Please count how many lines in the entries below contain "GridStore" and reply with the figure alone.

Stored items
--------------------------------

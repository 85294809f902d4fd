use crate::catalog::{Catalog, Class, ClassId, Room, RoomId};
use crate::partition::TimePartition;
use crate::snapshot::{Assignment, GridSnapshot};
use serde::{Deserialize, Serialize};
use std::collections::HashSet;
use thiserror::Error;

/// Address of one cell. Only a `GridStore` hands these out, so every key it
/// receives back is inside its key space.
#[derive(Debug, Clone, Copy, PartialEq, Eq, Hash)]
pub struct CellKey {
    day: usize,
    slot: usize,
    building: usize,
    floor: usize,
    room: usize,
}

impl CellKey {
    pub fn day(&self) -> usize {
        self.day
    }

    pub fn slot(&self) -> usize {
        self.slot
    }

    pub fn room_index(&self) -> usize {
        self.room
    }

    pub fn coordinate(&self) -> TimeCoordinate {
        TimeCoordinate {
            day: self.day,
            slot: self.slot,
            building: self.building,
            floor: self.floor,
        }
    }
}

/// One visual row of rooms: (day, time-slot, building, floor).
#[derive(Debug, Clone, Copy, PartialEq, Eq, Hash)]
pub struct TimeCoordinate {
    pub day: usize,
    pub slot: usize,
    pub building: usize,
    pub floor: usize,
}

/// Wire form of a cell key.
#[derive(Debug, Clone, PartialEq, Eq, Serialize, Deserialize)]
#[serde(rename_all = "camelCase")]
pub struct CellAddress {
    pub day: String,
    pub time_slot: String,
    pub building: String,
    pub floor: i64,
    pub room_id: RoomId,
}

#[derive(Debug, Clone, Copy, PartialEq, Eq)]
pub struct Cell<'a> {
    pub room: &'a Room,
    pub class: Option<&'a ClassId>,
}

impl Cell<'_> {
    pub fn is_empty(&self) -> bool {
        self.class.is_none()
    }
}

#[derive(Debug, Clone, PartialEq, Eq, Error)]
pub enum GridError {
    #[error("unknown day: {0}")]
    UnknownDay(String),
    #[error("unknown time slot: {0}")]
    UnknownTimeSlot(String),
    #[error("unknown room: {0}")]
    UnknownRoom(RoomId),
    #[error("room {room} is not in building {building} floor {floor}")]
    RoomMismatch {
        room: RoomId,
        building: String,
        floor: i64,
    },
}

impl GridError {
    pub fn code(&self) -> &'static str {
        "unknown_cell"
    }
}

#[derive(Debug, Clone)]
struct FloorLayout {
    floor: i64,
    start: usize,
    len: usize,
}

#[derive(Debug, Clone)]
struct BuildingLayout {
    name: String,
    floors: Vec<FloorLayout>,
}

/// Dense copy of every cell, used as the last-saved baseline.
#[derive(Debug, Clone, PartialEq, Eq)]
pub struct CellsBaseline(Vec<Option<ClassId>>);

/// Fully materialized (day × slot × building × floor × room) → class mapping.
///
/// Writes are unchecked; `PlacementEngine` is the only caller of `set_cell`.
#[derive(Debug, Clone)]
pub struct GridStore {
    catalog: Catalog,
    partition: TimePartition,
    buildings: Vec<BuildingLayout>,
    // flat room position -> catalog position
    order: Vec<usize>,
    // catalog position -> (building, floor, room index on floor)
    placement: Vec<(usize, usize, usize)>,
    cells: Vec<Option<ClassId>>,
}

impl GridStore {
    pub fn new(catalog: Catalog, partition: TimePartition) -> Self {
        let rooms = catalog.rooms();
        let mut order: Vec<usize> = (0..rooms.len()).collect();
        order.sort_by(|&a, &b| {
            let (ra, rb) = (&rooms[a], &rooms[b]);
            (&ra.building, ra.floor, &ra.name, &ra.id).cmp(&(&rb.building, rb.floor, &rb.name, &rb.id))
        });

        let mut buildings: Vec<BuildingLayout> = Vec::new();
        let mut placement = vec![(0, 0, 0); rooms.len()];
        for (flat, &pos) in order.iter().enumerate() {
            let room = &rooms[pos];
            if buildings.last().map_or(true, |b| b.name != room.building) {
                buildings.push(BuildingLayout {
                    name: room.building.clone(),
                    floors: Vec::new(),
                });
            }
            let b = buildings.len() - 1;
            let floors = &mut buildings[b].floors;
            if floors.last().map_or(true, |f| f.floor != room.floor) {
                floors.push(FloorLayout {
                    floor: room.floor,
                    start: flat,
                    len: 0,
                });
            }
            let f = floors.len() - 1;
            placement[pos] = (b, f, floors[f].len);
            floors[f].len += 1;
        }

        let size = partition.days().len() * partition.time_slots().len() * rooms.len();
        Self {
            catalog,
            partition,
            buildings,
            order,
            placement,
            cells: vec![None; size],
        }
    }

    pub fn catalog(&self) -> &Catalog {
        &self.catalog
    }

    pub(crate) fn catalog_mut(&mut self) -> &mut Catalog {
        &mut self.catalog
    }

    pub fn partition(&self) -> &TimePartition {
        &self.partition
    }

    pub fn cell_count(&self) -> usize {
        self.cells.len()
    }

    fn room_count(&self) -> usize {
        self.order.len()
    }

    fn index(&self, key: CellKey) -> usize {
        let start = self.buildings[key.building].floors[key.floor].start;
        (key.day * self.partition.time_slots().len() + key.slot) * self.room_count()
            + start
            + key.room
    }

    fn key_at(&self, index: usize) -> CellKey {
        let rooms = self.room_count();
        let slots = self.partition.time_slots().len();
        let coord = index / rooms;
        let (building, floor, room) = self.placement[self.order[index % rooms]];
        CellKey {
            day: coord / slots,
            slot: coord % slots,
            building,
            floor,
            room,
        }
    }

    /// Catalog position of the room behind `key`.
    pub fn room_position(&self, key: CellKey) -> usize {
        let start = self.buildings[key.building].floors[key.floor].start;
        self.order[start + key.room]
    }

    pub fn room(&self, key: CellKey) -> &Room {
        self.catalog.room_at(self.room_position(key))
    }

    pub fn get_cell(&self, key: CellKey) -> Cell<'_> {
        Cell {
            room: self.room(key),
            class: self.cells[self.index(key)].as_ref(),
        }
    }

    pub(crate) fn set_cell(&mut self, key: CellKey, class: Option<ClassId>) -> Option<ClassId> {
        let index = self.index(key);
        std::mem::replace(&mut self.cells[index], class)
    }

    pub fn find_cell_of_class(&self, class: &ClassId) -> Option<CellKey> {
        self.cells
            .iter()
            .position(|c| c.as_ref() == Some(class))
            .map(|i| self.key_at(i))
    }

    pub fn keys(&self) -> impl Iterator<Item = CellKey> + '_ {
        (0..self.cells.len()).map(|i| self.key_at(i))
    }

    pub fn assigned(&self) -> impl Iterator<Item = (CellKey, &ClassId)> + '_ {
        self.cells
            .iter()
            .enumerate()
            .filter_map(|(i, c)| c.as_ref().map(|class| (self.key_at(i), class)))
    }

    pub fn assigned_count(&self) -> usize {
        self.cells.iter().filter(|c| c.is_some()).count()
    }

    /// Roster minus every placed class, in roster order.
    pub fn unassigned_classes(&self) -> Vec<&Class> {
        let placed: HashSet<&ClassId> = self.cells.iter().flatten().collect();
        self.catalog
            .classes()
            .iter()
            .filter(|c| !placed.contains(&c.id))
            .collect()
    }

    /// Every cell of the room at catalog `position`, across all time coordinates.
    pub fn keys_of_room(&self, position: usize) -> Vec<CellKey> {
        let (building, floor, room) = self.placement[position];
        let slots = self.partition.time_slots().len();
        (0..self.partition.days().len())
            .flat_map(|day| {
                (0..slots).map(move |slot| CellKey {
                    day,
                    slot,
                    building,
                    floor,
                    room,
                })
            })
            .collect()
    }

    pub fn time_coordinates(&self) -> Vec<TimeCoordinate> {
        let mut out = Vec::new();
        for day in 0..self.partition.days().len() {
            for slot in 0..self.partition.time_slots().len() {
                for (building, b) in self.buildings.iter().enumerate() {
                    for floor in 0..b.floors.len() {
                        out.push(TimeCoordinate {
                            day,
                            slot,
                            building,
                            floor,
                        });
                    }
                }
            }
        }
        out
    }

    /// The rooms of one floor at one time, left to right.
    pub fn row(&self, coord: TimeCoordinate) -> Vec<CellKey> {
        let len = self.buildings[coord.building].floors[coord.floor].len;
        (0..len)
            .map(|room| CellKey {
                day: coord.day,
                slot: coord.slot,
                building: coord.building,
                floor: coord.floor,
                room,
            })
            .collect()
    }

    pub fn day_label(&self, key: CellKey) -> &str {
        &self.partition.days()[key.day]
    }

    pub fn slot_label(&self, key: CellKey) -> &str {
        &self.partition.time_slots()[key.slot]
    }

    pub fn building_label(&self, coord: TimeCoordinate) -> &str {
        &self.buildings[coord.building].name
    }

    pub fn floor_label(&self, coord: TimeCoordinate) -> i64 {
        self.buildings[coord.building].floors[coord.floor].floor
    }

    pub fn key_for(&self, day: &str, slot: &str, room: &RoomId) -> Result<CellKey, GridError> {
        let day = self
            .partition
            .day_index(day)
            .ok_or_else(|| GridError::UnknownDay(day.to_string()))?;
        let slot = self
            .partition
            .slot_index(slot)
            .ok_or_else(|| GridError::UnknownTimeSlot(slot.to_string()))?;
        let position = self
            .catalog
            .room_position(room)
            .ok_or_else(|| GridError::UnknownRoom(room.clone()))?;
        let (building, floor, room) = self.placement[position];
        Ok(CellKey {
            day,
            slot,
            building,
            floor,
            room,
        })
    }

    pub fn resolve(&self, addr: &CellAddress) -> Result<CellKey, GridError> {
        let key = self.key_for(&addr.day, &addr.time_slot, &addr.room_id)?;
        let coord = key.coordinate();
        if self.building_label(coord) != addr.building || self.floor_label(coord) != addr.floor {
            return Err(GridError::RoomMismatch {
                room: addr.room_id.clone(),
                building: addr.building.clone(),
                floor: addr.floor,
            });
        }
        Ok(key)
    }

    pub fn address(&self, key: CellKey) -> CellAddress {
        let coord = key.coordinate();
        CellAddress {
            day: self.day_label(key).to_string(),
            time_slot: self.slot_label(key).to_string(),
            building: self.building_label(coord).to_string(),
            floor: self.floor_label(coord),
            room_id: self.room(key).id.clone(),
        }
    }

    pub fn snapshot(&self) -> GridSnapshot {
        GridSnapshot {
            assignments: self
                .assigned()
                .map(|(key, class)| Assignment {
                    cell: self.address(key),
                    class_id: class.clone(),
                })
                .collect(),
        }
    }

    pub fn capture(&self) -> CellsBaseline {
        CellsBaseline(self.cells.clone())
    }

    /// Empties the room at catalog `position` in `baseline`. Returns how many
    /// cells were occupied.
    pub(crate) fn clear_room_in(&self, baseline: &mut CellsBaseline, position: usize) -> usize {
        self.keys_of_room(position)
            .into_iter()
            .filter(|&key| baseline.0[self.index(key)].take().is_some())
            .count()
    }

    /// Overwrites every cell from `baseline`, leaving cells empty where `keep`
    /// rejects the room. Returns how many cells changed.
    pub(crate) fn restore_where(
        &mut self,
        baseline: &CellsBaseline,
        keep: impl Fn(&Room) -> bool,
    ) -> usize {
        let mut changed = 0;
        for index in 0..self.cells.len() {
            let key = self.key_at(index);
            let wanted = if keep(self.room(key)) {
                baseline.0[index].clone()
            } else {
                None
            };
            if self.cells[index] != wanted {
                self.cells[index] = wanted;
                changed += 1;
            }
        }
        changed
    }
}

--------------------------------

- _FINISHED TASK_: 3